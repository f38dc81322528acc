use std::{
    error::Error,
    ffi::{c_char, c_int},
    fmt,
    fs::File,
    io::{self, Read as _},
    os::{
        fd::{AsFd, AsRawFd, BorrowedFd, IntoRawFd, RawFd},
        unix::fs::OpenOptionsExt,
    },
    path::{Path, PathBuf},
    slice,
    time::Instant,
};

use uoctl::Ioctl;

use crate::{
    Version,
    event::InputEvent,
    raw::input::{EVIOCGNAME, EVIOCGRAB, EVIOCGVERSION},
    util::{cvt, or_errno, retry_interrupted},
};

/// A read-only handle to an *event device* node like `/dev/input/event3`.
///
/// [`Device`] performs no buffering: [`Device::read_event`] issues one `read(2)` per event, so
/// that a blocked read can be interrupted by a signal at any point without losing data.
///
/// Most users want [`BarcodeDevice`][crate::BarcodeDevice], which manages a [`Device`] along
/// with its idle timer.
#[derive(Debug)]
pub struct Device {
    file: File,
    path: PathBuf,
}

/// Outcome of a single [`Device::read_event`] call.
#[derive(Debug, Clone, Copy, PartialEq, Eq)]
pub enum RawRead {
    /// A complete event record was read.
    Event(InputEvent),
    /// The read returned 0 bytes: the device has been removed or the descriptor reached EOF.
    Eof,
    /// The read returned a number of bytes that is not the size of an event record.
    Short(usize),
}

impl AsFd for Device {
    #[inline]
    fn as_fd(&self) -> BorrowedFd<'_> {
        self.file.as_fd()
    }
}

impl AsRawFd for Device {
    #[inline]
    fn as_raw_fd(&self) -> RawFd {
        self.file.as_raw_fd()
    }
}

impl Device {
    /// Opens an evdev node in read-only, blocking mode.
    ///
    /// Interrupted `open(2)` calls are retried.
    /// The device is *not* grabbed; call [`Device::grab`] for that.
    pub fn open<P: AsRef<Path>>(path: P) -> io::Result<Self> {
        Self::open_impl(path.as_ref())
    }

    fn open_impl(path: &Path) -> io::Result<Self> {
        let now = Instant::now();
        let file = retry_interrupted(|| {
            File::options()
                .read(true)
                .custom_flags(libc::O_NOCTTY | libc::O_CLOEXEC)
                .open(path)
        })
        .map_err(|e| io::Error::new(e.kind(), format!("failed to open '{}': {e}", path.display())))?;
        log::trace!("opened '{}' in {:?}", path.display(), now.elapsed());

        Ok(Self::from_file_unchecked(file, path.to_path_buf()))
    }

    /// Wraps an arbitrary [`File`] without checking that it refers to an evdev node.
    pub(crate) fn from_file_unchecked(file: File, path: PathBuf) -> Self {
        Self { file, path }
    }

    /// Returns the file system path this [`Device`] was opened from.
    #[inline]
    pub fn path(&self) -> &Path {
        &self.path
    }

    /// Executes `ioctl` and adds context to the error.
    unsafe fn ioctl<T>(&self, name: &'static str, ioctl: Ioctl<T>, arg: T) -> io::Result<c_int> {
        match unsafe { ioctl.ioctl(self, arg) } {
            Ok(ok) => Ok(ok),
            Err(e) => {
                #[derive(Debug)]
                struct WrappedError {
                    cause: io::Error,
                    msg: String,
                }

                impl fmt::Display for WrappedError {
                    fn fmt(&self, f: &mut fmt::Formatter<'_>) -> fmt::Result {
                        f.write_str(&self.msg)
                    }
                }
                impl Error for WrappedError {
                    fn source(&self) -> Option<&(dyn Error + 'static)> {
                        Some(&self.cause)
                    }
                }

                log::trace!("ioctl {name} failed with error {e} ({:?})", e.kind());
                let msg = format!(
                    "ioctl {name} failed for device {} ({:?})",
                    self.path().display(),
                    e.kind()
                );
                Err(io::Error::new(e.kind(), WrappedError { cause: e, msg }))
            }
        }
    }

    /// Returns the evdev subsystem version.
    #[doc(alias = "EVIOCGVERSION")]
    pub fn driver_version(&self) -> io::Result<Version> {
        unsafe {
            let mut version = 0;
            self.ioctl("EVIOCGVERSION", EVIOCGVERSION, &mut version)?;
            Ok(Version(version))
        }
    }

    /// Fetches the device name.
    #[doc(alias = "EVIOCGNAME")]
    pub fn name(&self) -> io::Result<String> {
        // The ioctl returns the number of bytes copied, at most the buffer length. If the buffer
        // was filled completely the name may have been cut off, so retry with a bigger one.
        const INITIAL_LEN: usize = 64;
        let mut buf = vec![0_u8; INITIAL_LEN];
        let len = loop {
            let len = unsafe {
                self.ioctl(
                    "EVIOCGNAME",
                    EVIOCGNAME(buf.len()),
                    buf.as_mut_ptr() as *mut c_char,
                )?
            };
            if len as usize == buf.len() {
                buf.resize(buf.len() * 2, 0);
            } else {
                break len;
            }
        };

        // `len` includes the trailing 0 byte
        buf.truncate(len.saturating_sub(1) as usize);

        String::from_utf8(buf).map_err(|e| io::Error::new(io::ErrorKind::InvalidData, e))
    }

    /// Grabs this input device, making its events unavailable to other programs.
    ///
    /// Keystrokes from a grabbed scanner no longer reach the foreground terminal or desktop.
    /// The kernel releases the grab when the file descriptor is closed.
    ///
    /// # Errors
    ///
    /// Fails with [`io::ErrorKind::ResourceBusy`] if the device is already grabbed by any
    /// handle, including this one. If the kernel reports failure without an error code, this
    /// returns [`io::ErrorKind::PermissionDenied`].
    #[doc(alias = "EVIOCGRAB")]
    pub fn grab(&self) -> io::Result<()> {
        unsafe {
            self.ioctl("EVIOCGRAB", EVIOCGRAB, 1)
                .map_err(|e| or_errno(e, libc::EACCES))?;
        }
        Ok(())
    }

    /// Releases a grab taken by [`Device::grab`].
    #[doc(alias = "EVIOCGRAB")]
    pub fn ungrab(&self) -> io::Result<()> {
        unsafe {
            self.ioctl("EVIOCGRAB", EVIOCGRAB, 0)?;
        }
        Ok(())
    }

    /// Reads exactly one event record from the device, blocking until one is available.
    ///
    /// This performs a single `read(2)` call. If it is interrupted by a signal, this returns an
    /// [`io::ErrorKind::Interrupted`] error instead of retrying, so the caller can inspect
    /// whatever state the signal handler changed before reading again.
    pub fn read_event(&self) -> io::Result<RawRead> {
        let mut dest = InputEvent::zeroed();
        let bptr = (&raw mut dest).cast::<u8>();
        // Safety: `InputEvent` is plain old data without padding (`timeval` + 2 × `u16` + `i32`),
        // so any bytes the kernel writes form a valid value.
        let byte_buf = unsafe { slice::from_raw_parts_mut(bptr, size_of::<InputEvent>()) };
        let bytes = (&self.file).read(byte_buf)?;
        Ok(match bytes {
            0 => RawRead::Eof,
            n if n == size_of::<InputEvent>() => RawRead::Event(dest),
            n => RawRead::Short(n),
        })
    }

    /// Closes the device, releasing any grab, and reports errors that dropping would discard.
    ///
    /// The descriptor is invalid afterwards even if this fails; `close(2)` is never retried.
    pub fn close(self) -> io::Result<()> {
        let fd = self.file.into_raw_fd();
        unsafe {
            cvt(libc::close(fd))?;
        }
        Ok(())
    }
}

#[cfg(test)]
mod tests {
    use std::{
        io::Write,
        os::{fd::OwnedFd, unix::net::UnixStream},
    };

    use crate::{
        event::{Key, KeyEvent, KeyState},
        test::{event_bytes, pipe},
    };

    use super::*;

    #[test]
    fn read_records() -> io::Result<()> {
        let (rx, mut tx) = pipe()?;
        let dev = Device::from_file_unchecked(rx, "pipe".into());

        let ev: InputEvent = KeyEvent::new(Key::KEY_7, KeyState::PRESSED).into();
        tx.write_all(&event_bytes(&[ev]))?;
        assert_eq!(dev.read_event()?, RawRead::Event(ev));

        tx.write_all(&[0; 5])?;
        assert_eq!(dev.read_event()?, RawRead::Short(5));

        drop(tx);
        assert_eq!(dev.read_event()?, RawRead::Eof);
        dev.close()?;
        Ok(())
    }

    #[test]
    fn ioctl_error_context() -> io::Result<()> {
        let (a, _b) = UnixStream::pair()?;
        let file = File::from(OwnedFd::from(a));
        let dev = Device::from_file_unchecked(file, "/not/an/evdev".into());

        // Sockets reject evdev ioctls with `ENOTTY`.
        let err = dev.grab().unwrap_err();
        let msg = err.to_string();
        assert!(msg.contains("EVIOCGRAB"), "{msg}");
        assert!(msg.contains("/not/an/evdev"), "{msg}");
        assert!(err.get_ref().and_then(|e| e.source()).is_some());
        Ok(())
    }

    #[test]
    fn open_missing() {
        let err = Device::open("/dev/input/does-not-exist").unwrap_err();
        assert_eq!(err.kind(), io::ErrorKind::NotFound);
        assert!(err.to_string().contains("/dev/input/does-not-exist"));
    }
}
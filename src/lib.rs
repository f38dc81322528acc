#![doc = include_str!("../README.md")]
#![warn(missing_debug_implementations)]
#![cfg_attr(docsrs, feature(doc_cfg))]

#[macro_use]
mod macros;

#[cfg(test)]
mod test;

pub mod device;
mod drop;
pub mod event;
mod raw;
mod session;
pub mod signal;
mod timer;
pub mod uinput;
mod util;
mod version;

#[doc(inline)]
pub use device::Device;
pub use event::UnknownVariant;
pub use session::{BarcodeDevice, MAX_CODE_LEN, REPEAT_INTERVAL, Scan, ScanStatus};
#[doc(inline)]
pub use signal::{ShutdownFlag, install_shutdown, timeout_signal};
#[doc(inline)]
pub use uinput::VirtualScanner;
pub use version::Version;
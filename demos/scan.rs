//! Prints barcodes scanned on a device until no barcode arrives within the idle timeout, or until
//! the program is asked to terminate.

use std::{env, io, process, time::Duration};

use evbarcode::{BarcodeDevice, ShutdownFlag};

fn usage() -> ! {
    eprintln!(
        "usage: {} <evdev-path> <idle-timeout-seconds>",
        env!("CARGO_CRATE_NAME")
    );
    eprintln!();
    eprintln!("The device is grabbed, so the scanned digits do not reach other applications.");
    eprintln!("SIGINT (Ctrl+C), SIGTERM and SIGHUP end the program after the current read.");
    process::exit(1);
}

fn parse_timeout(arg: &str) -> Option<Duration> {
    let secs = arg.trim().parse::<f64>().ok()?;
    let timeout = Duration::try_from_secs_f64(secs).ok()?;
    (timeout >= Duration::from_millis(1)).then_some(timeout)
}

fn main() -> io::Result<()> {
    env_logger::init();
    let (path, timeout) = match &*env::args().skip(1).collect::<Vec<_>>() {
        [path, timeout] => match parse_timeout(timeout) {
            Some(timeout) => (path.clone(), timeout),
            None => {
                eprintln!("{timeout}: invalid idle timeout (in seconds)");
                process::exit(1);
            }
        },
        _ => usage(),
    };

    let shutdown = ShutdownFlag::install(&ShutdownFlag::DEFAULT_SIGNALS)?;

    let mut dev = BarcodeDevice::new();
    if let Err(e) = dev.open(&path) {
        eprintln!("{path}: cannot open barcode device: {e}");
        process::exit(1);
    }

    let mut failed = false;
    loop {
        if shutdown.is_set() {
            eprintln!("Signaled to exit. Complying.");
            break;
        }
        match dev.read_code(timeout) {
            Ok(Some(code)) => println!("{code}"),
            Ok(None) => {
                eprintln!("Timed out, no more barcodes.");
                break;
            }
            Err(e) => {
                eprintln!("error reading from {path}: {e}");
                failed = true;
                break;
            }
        }
    }

    if let Err(e) = dev.close() {
        eprintln!("warning: error closing {path}: {e}");
        failed = true;
    }
    if failed {
        process::exit(1);
    }
    Ok(())
}
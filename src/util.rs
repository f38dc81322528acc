use std::{ffi::c_int, io};

/// Calls `f` until it returns something other than an [`io::ErrorKind::Interrupted`] error.
pub fn retry_interrupted<T>(mut f: impl FnMut() -> io::Result<T>) -> io::Result<T> {
    loop {
        match f() {
            Err(e) if e.kind() == io::ErrorKind::Interrupted => continue,
            res => return res,
        }
    }
}

/// Returns `errno` as an [`io::Error`], or `fallback` if `errno` was not set by the failed call.
pub fn last_os_error_or(fallback: c_int) -> io::Error {
    or_errno(io::Error::last_os_error(), fallback)
}

/// Replaces an error that carries an OS error code of 0 ("success") by `fallback`.
pub fn or_errno(e: io::Error, fallback: c_int) -> io::Error {
    match e.raw_os_error() {
        Some(0) => io::Error::from_raw_os_error(fallback),
        _ => e,
    }
}

/// Converts the return value of a libc call that signals failure with `-1` and `errno`.
pub fn cvt(ret: c_int) -> io::Result<c_int> {
    if ret == -1 {
        Err(io::Error::last_os_error())
    } else {
        Ok(ret)
    }
}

### Activity
Using only the listing above, restate exactly the lines from the line containing "this returns an" through the line containing "assert_eq!(dev.read_event()?, RawRead::Event(ev));", both included.

### Task result
    /// This performs a single `read(2)` call. If it is interrupted by a signal, this returns an
    /// [`io::ErrorKind::Interrupted`] error instead of retrying, so the caller can inspect
    /// whatever state the signal handler changed before reading again.
    pub fn read_event(&self) -> io::Result<RawRead> {
        let mut dest = InputEvent::zeroed();
        let bptr = (&raw mut dest).cast::<u8>();
        // Safety: `InputEvent` is plain old data without padding (`timeval` + 2 × `u16` + `i32`),
        // so any bytes the kernel writes form a valid value.
        let byte_buf = unsafe { slice::from_raw_parts_mut(bptr, size_of::<InputEvent>()) };
        let bytes = (&self.file).read(byte_buf)?;
        Ok(match bytes {
            0 => RawRead::Eof,
            n if n == size_of::<InputEvent>() => RawRead::Event(dest),
            n => RawRead::Short(n),
        })
    }

    /// Closes the device, releasing any grab, and reports errors that dropping would discard.
    ///
    /// The descriptor is invalid afterwards even if this fails; `close(2)` is never retried.
    pub fn close(self) -> io::Result<()> {
        let fd = self.file.into_raw_fd();
        unsafe {
            cvt(libc::close(fd))?;
        }
        Ok(())
    }
}

#[cfg(test)]
mod tests {
    use std::{
        io::Write,
        os::{fd::OwnedFd, unix::net::UnixStream},
    };

    use crate::{
        event::{Key, KeyEvent, KeyState},
        test::{event_bytes, pipe},
    };

    use super::*;

    #[test]
    fn read_records() -> io::Result<()> {
        let (rx, mut tx) = pipe()?;
        let dev = Device::from_file_unchecked(rx, "pipe".into());

        let ev: InputEvent = KeyEvent::new(Key::KEY_7, KeyState::PRESSED).into();
        tx.write_all(&event_bytes(&[ev]))?;
        assert_eq!(dev.read_event()?, RawRead::Event(ev));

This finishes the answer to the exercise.